A Manufacturer of torque converters claim only 1% of them are defective.

A. In a shipment of 12 torque converters calculate the probability exactly 2 converters are defective.
B. In a shipment of 35 converters, calculate the probability at least 1 converter is defective.

To calculate these probabilities, we can use the binomial probability formula. The formula is:

P(X = k) = (n C k) * p^k * (1 - p)^(n - k)

Where:
- P(X = k) is the probability of getting exactly k successes
- n is the number of trials (converters in this case)
- k is the number of successes (defective converters in this case)
- p is the probability of success in a single trial (probability of a converter being defective)
- (n C k) is the binomial coefficient, which can be calculated as n! / (k! * (n - k)!)

Now, let's calculate the probabilities:

A. In a shipment of 12 torque converters, we want to calculate the probability of exactly 2 converters being defective. Here, n = 12, k = 2, and p = 0.01 (1% defective rate).

P(X = 2) = (12 C 2) * (0.01)^2 * (1 - 0.01)^(12 - 2)

Using the binomial coefficient, (12 C 2) = 66.

P(X = 2) = 66 * (0.01)^2 * (0.99)^10
= 0.1209

Therefore, the probability of exactly 2 converters being defective is approximately 0.1209, or 12.09%.

B. In a shipment of 35 converters, we want to calculate the probability of at least 1 converter being defective.

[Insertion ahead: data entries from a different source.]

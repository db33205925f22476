//! Token Archive Integration Tests
//!
//! Tests for the archive layout, compression and write modes.

use std::io::{Cursor, Read};

use image::{DynamicImage, GenericImageView, ImageFormat, Rgba, RgbaImage};
use rptok::core::{TokenWriter, WriteMode, PROPERTIES_XML};
use rptok::{Asset, Token, TokenError, TokenSize};
use tempfile::TempDir;
use zip::{CompressionMethod, ZipArchive};

/// Solid-color PNG of the given size
fn png(width: u32, height: u32, color: [u8; 4]) -> Vec<u8> {
    let img = RgbaImage::from_pixel(width, height, Rgba(color));
    let mut out = Cursor::new(Vec::new());
    DynamicImage::ImageRgba8(img)
        .write_to(&mut out, ImageFormat::Png)
        .unwrap();
    out.into_inner()
}

fn write_to_memory(writer: &TokenWriter, token: &Token) -> ZipArchive<Cursor<Vec<u8>>> {
    let buffer = writer.write_to(token, Cursor::new(Vec::new())).unwrap();
    ZipArchive::new(Cursor::new(buffer.into_inner())).unwrap()
}

fn read_entry(archive: &mut ZipArchive<Cursor<Vec<u8>>>, name: &str) -> Vec<u8> {
    let mut file = archive.by_name(name).unwrap();
    let mut data = Vec::new();
    file.read_to_end(&mut data).unwrap();
    data
}

fn entry_names(archive: &ZipArchive<Cursor<Vec<u8>>>) -> Vec<String> {
    let mut names: Vec<String> = archive.file_names().map(String::from).collect();
    names.sort();
    names
}

#[test]
fn test_goblin_end_to_end() {
    let image_bytes = png(64, 64, [255, 0, 0, 255]);
    let image = Asset::new("Goblin", "png", image_bytes.clone());
    let md5 = image.md5.clone();

    let token = Token::builder(image)
        .name("Goblin")
        .size(TokenSize::Small)
        .build()
        .unwrap();

    let writer = TokenWriter::with_default_template().unwrap();
    let mut archive = write_to_memory(&writer, &token);

    let content = String::from_utf8(read_entry(&mut archive, "content.xml")).unwrap();
    assert!(content.contains("Goblin"));
    assert!(content.contains(TokenSize::Small.guid()));

    assert_eq!(read_entry(&mut archive, &format!("assets/{}.png", md5)), image_bytes);

    let thumbnail = read_entry(&mut archive, "thumbnail");
    let thumb = image::load_from_memory(&thumbnail).unwrap();
    let (width, height) = thumb.dimensions();
    assert!(width <= 50 && height <= 50);
}

#[test]
fn test_five_entries_without_portrait() {
    let image = Asset::new("goblin", "png", png(10, 10, [0, 255, 0, 255]));
    let md5 = image.md5.clone();
    let token = Token::builder(image).build().unwrap();

    let archive = write_to_memory(&TokenWriter::with_default_template().unwrap(), &token);

    let mut expected = vec![
        "content.xml".to_string(),
        "properties.xml".to_string(),
        "thumbnail".to_string(),
        format!("assets/{}", md5),
        format!("assets/{}.png", md5),
    ];
    expected.sort();
    assert_eq!(entry_names(&archive), expected);
}

#[test]
fn test_seven_entries_with_portrait() {
    let image = Asset::new("goblin", "png", png(10, 10, [0, 255, 0, 255]));
    let portrait = Asset::new("goblin-portrait", "png", png(80, 120, [0, 0, 255, 255]));
    let portrait_md5 = portrait.md5.clone();
    assert_ne!(image.md5, portrait_md5);

    let token = Token::builder(image).portrait(portrait).build().unwrap();
    let mut archive = write_to_memory(&TokenWriter::with_default_template().unwrap(), &token);

    assert_eq!(archive.len(), 7);

    let record = String::from_utf8(read_entry(&mut archive, &format!("assets/{}", portrait_md5))).unwrap();
    assert!(record.contains(&format!("<id>{}</id>", portrait_md5)));
    assert!(record.contains("<name>goblin-portrait</name>"));
    assert!(record.contains("<extension>png</extension>"));

    // Thumbnail comes from the token image, not the portrait
    let thumb = image::load_from_memory(&read_entry(&mut archive, "thumbnail")).unwrap();
    assert_eq!(thumb.dimensions(), (10, 10));
}

#[test]
fn test_properties_entry_is_static() {
    let token = Token::builder(Asset::new("goblin", "png", png(4, 4, [0, 0, 0, 255])))
        .build()
        .unwrap();
    let mut archive = write_to_memory(&TokenWriter::with_default_template().unwrap(), &token);

    let properties = read_entry(&mut archive, "properties.xml");
    assert_eq!(properties, PROPERTIES_XML.as_bytes());
}

#[test]
fn test_compression_modes() {
    let token = Token::builder(Asset::new("goblin", "png", png(16, 16, [9, 9, 9, 255])))
        .build()
        .unwrap();

    let deflated = TokenWriter::with_default_template().unwrap();
    let mut archive = write_to_memory(&deflated, &token);
    assert_eq!(
        archive.by_name("content.xml").unwrap().compression(),
        CompressionMethod::Deflated
    );

    let stored = TokenWriter::with_default_template().unwrap().compressed(false);
    let mut archive = write_to_memory(&stored, &token);
    assert_eq!(
        archive.by_name("content.xml").unwrap().compression(),
        CompressionMethod::Stored
    );
}

#[test]
fn test_write_file_modes() {
    let temp = TempDir::new().unwrap();
    let path = temp.path().join("goblin.rptok");
    let token = Token::builder(Asset::new("goblin", "png", png(8, 8, [1, 2, 3, 255])))
        .build()
        .unwrap();
    let writer = TokenWriter::with_default_template().unwrap();

    writer.write_file(&token, &path, WriteMode::Create).unwrap();
    assert!(path.exists());

    // Create refuses to replace an existing file
    let err = writer.write_file(&token, &path, WriteMode::Create).unwrap_err();
    assert!(matches!(err, TokenError::Exists(_)));

    // Overwrite replaces it
    let other = Token::builder(Asset::new("goblin", "png", png(8, 8, [1, 2, 3, 255])))
        .name("Replaced")
        .build()
        .unwrap();
    writer.write_file(&other, &path, WriteMode::Overwrite).unwrap();

    let mut archive = ZipArchive::new(std::fs::File::open(&path).unwrap()).unwrap();
    let mut content = String::new();
    archive
        .by_name("content.xml")
        .unwrap()
        .read_to_string(&mut content)
        .unwrap();
    assert!(content.contains("<name>Replaced</name>"));
}

#[test]
fn test_failed_write_leaves_no_file() {
    let temp = TempDir::new().unwrap();
    let path = temp.path().join("broken.rptok");
    let token = Token::builder(Asset::new("broken", "png", b"not a png".to_vec()))
        .build()
        .unwrap();

    let err = TokenWriter::with_default_template()
        .unwrap()
        .write_file(&token, &path, WriteMode::Overwrite)
        .unwrap_err();

    assert!(matches!(err, TokenError::Decode(_)));
    assert!(!path.exists());
    // No stray temp files either
    assert_eq!(std::fs::read_dir(temp.path()).unwrap().count(), 0);
}

#[test]
fn test_failed_overwrite_keeps_previous_file() {
    let temp = TempDir::new().unwrap();
    let path = temp.path().join("goblin.rptok");
    std::fs::write(&path, b"previous").unwrap();

    let token = Token::builder(Asset::new("broken", "png", b"not a png".to_vec()))
        .build()
        .unwrap();
    let result = TokenWriter::with_default_template()
        .unwrap()
        .write_file(&token, &path, WriteMode::Overwrite);

    assert!(result.is_err());
    assert_eq!(std::fs::read(&path).unwrap(), b"previous");
}

#[test]
fn test_missing_destination_directory() {
    let temp = TempDir::new().unwrap();
    let path = temp.path().join("missing").join("goblin.rptok");
    let token = Token::builder(Asset::new("goblin", "png", png(8, 8, [1, 2, 3, 255])))
        .build()
        .unwrap();

    let err = TokenWriter::with_default_template()
        .unwrap()
        .write_file(&token, &path, WriteMode::Create)
        .unwrap_err();
    assert!(matches!(err, TokenError::Io(_)));
}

This is the complement of having all the converters be non-defective.

P(at least 1 defective) = 1 - P(no defective)

P(no defective) = (35 C 0) * (0.01)^0 * (0.99)^(35 - 0)
= 1 * 1 * 0.99^35
≈ 0.6547

Therefore, P(at least 1 defective) = 1 - 0.6547
≈ 0.3453

Hence, the probability of at least 1 converter being defective in a shipment of 35 converters is approximately 0.3453, or 34.53%.